UNESCO World Heritage Site
- Part of: "Pyramid fields from Giza to Dahshur"; part of Memphis and its Necropolis – the Pyramid Fields from Giza to Dahshur
- Includes: Buried Pyramid; Gisr el-Mudir; Pyramid of Djoser; Mastabat al-Fir’aun; Pyramid of Userkaf; Pyramid of Djedkare Isesi; Tomb of Khnumhotep and Niankhkhnum; Pyramid of Unas; Pyramid of Teti; Tomb of Akhethetep; Mortuary complex of Pepi I; Pyramid of Merenre; Tomb of Perneb; Pyramid of Khendjer; Serapeum of Saqqara;
- Criteria: Cultural: (i), (iii), (vi)
- Reference: 86-002
- Inscription: 1979 (3rd Session)
- Area: 16,203.36 ha (62.5615 sq mi)

= Saqqara =

Burial ground in Giza Governorate, Egypt

Saqqara (سقارة : saqqāra[t], /arz/), also spelled Sakkara or Saccara in English /səˈkɑrə/, is an Egyptian village in the markaz (county) of Badrashin in the Giza Governorate, that contains ancient mausoleum crypts of Egyptian royalty, serving as the necropolis for the ancient Egyptian capital, Memphis. Saqqara contains numerous pyramids, including the Pyramid of Djoser, sometimes referred to as the Step Pyramid, and a number of mastaba tombs. Located some 30 km south of modern-day Cairo, Saqqara covers an area of around 7 by 1.5 km.

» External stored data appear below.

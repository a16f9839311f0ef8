//! Battle Hall: one Pokemon against a type expert per battle.
//!
//! Each type has a rank from 1 to 10 that only rises when the player loses
//! to that type. Ranks decide how strong the expert's Pokemon is, and they
//! carry over between visits until the player switches species.

use crate::battle::engine::BattleRules;
use crate::frontier::{Facility, FrontierState};
use crate::pokemon::PokemonInst;
use crate::rng::FrontierRng;
use crate::session::{
    fight_brain, select_entrants, CancelReason, Challenge, ChallengeOutcome, FrontierContext, SessionCounters, DECLINED,
};
use crate::species::{SpeciesFilter, SpeciesPool};
use crate::trainer::{RosterGenerator, Trainer, TrainerClass};
use schema::PokemonType;
use strum::IntoEnumIterator;

pub const MIN_LEVEL: u8 = 30;
pub const ROUNDS: u32 = 3;
pub const BATTLES_PER_ROUND: u32 = 10;

/// Titles by wins this session.
pub const RANK_TITLES: [(u32, &str); 6] = [
    (0, "Beginner"),
    (10, "Novice"),
    (20, "Adept"),
    (30, "Expert"),
    (40, "Master"),
    (50, "Grand Master"),
];

/// Type ranks each BST band serves, first match wins: (ranks, min BST, max BST).
pub const SPECIES_GROUPS: [(u8, u8, Option<u16>, Option<u16>); 4] = [
    (1, 5, None, Some(339)),
    (3, 8, Some(340), Some(439)),
    (6, 10, Some(440), Some(499)),
    (9, 10, Some(500), None),
];

pub fn rank_title(wins: u32) -> &'static str {
    RANK_TITLES
        .iter()
        .rev()
        .find(|(min, _)| wins >= *min)
        .map(|(_, title)| *title)
        .unwrap_or("Beginner")
}

/// `min(L, L - 3L/10 + others/2 + (rank - 1) * (L/5))`, where `others` counts
/// the other types already at rank 2 or above.
pub fn hall_opponent_level(player_level: u8, rank: u8, others_ranked: u32) -> u8 {
    let level = player_level as u32;
    let base = level - 3 * level / 10;
    let scaled = base + others_ranked / 2 + (rank.max(1) as u32 - 1) * (level / 5);
    scaled.min(level) as u8
}

pub fn species_filter_for_rank(pokemon_type: PokemonType, rank: u8) -> SpeciesFilter {
    let filter = SpeciesFilter::of_type(pokemon_type);
    match SPECIES_GROUPS
        .iter()
        .find(|(low, high, _, _)| (*low..=*high).contains(&rank))
    {
        Some(&(_, _, min, max)) => filter.with_bst(min, max),
        None => filter,
    }
}

/// Last-resort species for each type.
pub fn default_species(pokemon_type: PokemonType) -> &'static str {
    match pokemon_type {
        PokemonType::Normal => "Rattata",
        PokemonType::Fire => "Charmander",
        PokemonType::Water => "Squirtle",
        PokemonType::Electric => "Pikachu",
        PokemonType::Grass => "Bulbasaur",
        PokemonType::Ice => "Spheal",
        PokemonType::Fighting => "Machop",
        PokemonType::Poison => "Ekans",
        PokemonType::Ground => "Sandshrew",
        PokemonType::Flying => "Pidgey",
        PokemonType::Psychic => "Abra",
        PokemonType::Bug => "Caterpie",
        PokemonType::Rock => "Geodude",
        PokemonType::Ghost => "Gastly",
        PokemonType::Dragon => "Dratini",
        PokemonType::Dark => "Poochyena",
        PokemonType::Steel => "Magnemite",
        PokemonType::Fairy => "Clefairy",
    }
}

/// Bonus BP when the lifetime Hall record lands on a milestone.
pub fn milestone_bonus(record: u32) -> Option<u32> {
    match record {
        10 => Some(1),
        30 => Some(3),
        50..=450 if record % 50 == 0 => Some(5),
        500..=1000 if record % 100 == 0 => Some(10),
        1200..=1800 if record % 200 == 0 => Some(30),
        2000 => Some(50),
        _ => None,
    }
}

fn others_ranked(state: &FrontierState, chosen: PokemonType) -> u32 {
    PokemonType::iter()
        .filter(|t| *t != chosen && state.hall_rank(*t) >= 2)
        .count() as u32
}

/// One-Pokemon expert: BST band for the rank, then any species of the type,
/// then the type's default species.
pub fn build_expert(rng: &mut FrontierRng, pokemon_type: PokemonType, rank: u8, level: u8) -> Trainer {
    let pool = SpeciesPool::global();
    let pokemon = pool
        .sample(rng, &species_filter_for_rank(pokemon_type, rank))
        .or_else(|| pool.sample(rng, &SpeciesFilter::of_type(pokemon_type)))
        .map(|species| PokemonInst::rental(species, level, rng))
        .or_else(|| RosterGenerator::named(default_species(pokemon_type), level, rng).ok());
    if pokemon.is_none() {
        tracing::warn!(target: "frontier.hall", %pokemon_type, "no species available for expert");
    }
    Trainer::new(
        format!("{}-type Expert", pokemon_type),
        TrainerClass::TypeExpert,
        pokemon.into_iter().collect(),
    )
}

#[derive(Debug, Default)]
pub struct HallChallenge {
    counters: SessionCounters,
}

impl HallChallenge {
    /// Check the entrant against the last Hall run. Switching species wipes
    /// the Hall streak and every type rank.
    fn confirm_species(ctx: &mut FrontierContext<'_>) -> bool {
        let species = ctx.player.party[0].species.clone();
        let switched = ctx
            .state
            .last_hall_species
            .as_deref()
            .is_some_and(|last| last != species);
        if switched {
            ctx.say("Warning: You're using a different Pokémon than last time.");
            ctx.say("Your streak will be lost if you continue.");
            if !ctx.dialog.confirm("Would you like to continue?") {
                ctx.say(DECLINED);
                return false;
            }
            ctx.state.reset_streak(Facility::Hall);
            ctx.state.hall_type_ranks.clear();
            tracing::info!(target: "frontier.hall", %species, "hall progress reset for new species");
        }
        ctx.state.last_hall_species = Some(species);
        true
    }

    fn claim_milestone(ctx: &mut FrontierContext<'_>, counters: &mut SessionCounters) {
        let record = ctx.state.hall_record;
        let Some(bonus) = milestone_bonus(record) else {
            return;
        };
        if ctx.state.claimed_hall_milestones.insert(record) {
            ctx.state.add_points(bonus);
            counters.bp_earned += bonus;
            ctx.say(format!("Your Hall record reached {}! You received {} BP!", record, bonus));
        }
    }
}

impl Challenge for HallChallenge {
    fn facility(&self) -> Facility {
        Facility::Hall
    }

    fn counters(&self) -> &SessionCounters {
        &self.counters
    }

    fn run(&mut self, ctx: &mut FrontierContext<'_>) -> ChallengeOutcome {
        let facility = Facility::Hall;
        ctx.say("Here, you'll battle with a single Pokémon.");
        if let Err(reason) = select_entrants(ctx, 1, MIN_LEVEL, Facility::Hall.team_clauses()) {
            return ChallengeOutcome::Cancelled(reason);
        }
        if !Self::confirm_species(ctx) {
            return ChallengeOutcome::Cancelled(CancelReason::Declined);
        }
        let player_level = ctx.player.party[0].level;
        let rules = BattleRules::single();

        for round in 1..=ROUNDS {
            self.counters.round = round;
            let mut used: Vec<PokemonType> = Vec::new();
            for battle in 1..=BATTLES_PER_ROUND {
                self.counters.battle = battle;
                ctx.say(format!("Round {}", round));
                ctx.say(format!("Battle {}", battle));
                ctx.say(format!("Current Rank: {}", rank_title(self.counters.wins)));

                let available: Vec<PokemonType> = PokemonType::iter().filter(|t| !used.contains(t)).collect();
                let options: Vec<String> = available
                    .iter()
                    .map(|t| format!("{}-type Expert (Rank {})", t, ctx.state.hall_rank(*t)))
                    .collect();
                let Some(&chosen) = ctx
                    .dialog
                    .choose("Select a type to battle:", &options)
                    .and_then(|i| available.get(i))
                else {
                    self.counters.quit = true;
                    return ChallengeOutcome::Quit;
                };
                used.push(chosen);

                let rank = ctx.state.hall_rank(chosen);
                let level = hall_opponent_level(player_level, rank, others_ranked(ctx.state, chosen));
                let mut expert = build_expert(ctx.rng, chosen, rank, level);
                ctx.say(format!("{} wants to battle!", expert.display_name()));
                let report = ctx.battle(1, &mut expert, &rules);
                ctx.heal_entrants(1);

                if !report.is_win() {
                    let new_rank = ctx.state.raise_hall_rank(chosen);
                    tracing::info!(target: "frontier.hall", pokemon_type = %chosen, rank = new_rank, "type rank raised");
                    ctx.record_loss(facility, &mut self.counters);
                    return ChallengeOutcome::Lost;
                }

                let title_before = rank_title(self.counters.wins);
                ctx.award_win(&mut self.counters);
                ctx.state.hall_record += 1;
                Self::claim_milestone(ctx, &mut self.counters);
                ctx.state.increment_streak(facility);
                let title_after = rank_title(self.counters.wins);
                if title_after != title_before {
                    ctx.say(format!("Congratulations! You've reached {} rank!", title_after));
                }
            }
        }

        ctx.say("You've reached the final battle!");
        if !fight_brain(ctx, facility, &mut self.counters, 1, player_level, &rules) {
            ctx.record_loss(facility, &mut self.counters);
            return ChallengeOutcome::Lost;
        }
        ChallengeOutcome::Completed { brain_defeated: true }
    }
}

Saqqara contains the oldest complete stone building complex known in history, the Pyramid of Djoser, built during the Third Dynasty. Another sixteen Egyptian kings built pyramids at Saqqara, which are now in various states of preservation. High officials added private funeral monuments to this necropolis during the entire Pharaonic period. It remained an important complex for non-royal burials and cult ceremonies for more than 3,000 years, well into Ptolemaic and Roman times.

North of the Saqqara site lies the Abusir pyramid complex, and to its south lies the Dahshur pyramid complex, which together with the Giza Pyramid complex to the far north comprise the Pyramid Fields of Memphis, or the Memphite Necropolis, which was designated as a World Heritage Site by UNESCO in 1979.

Some scholars believe that the name Saqqara is not derived from the ancient Egyptian funerary deity, Sokar, but from a local Berber tribe called the Beni Saqqar, even though a tribe of this name is not documented anywhere. Medieval authors also refer to the village as Ard as-Sadr (ارض السدر).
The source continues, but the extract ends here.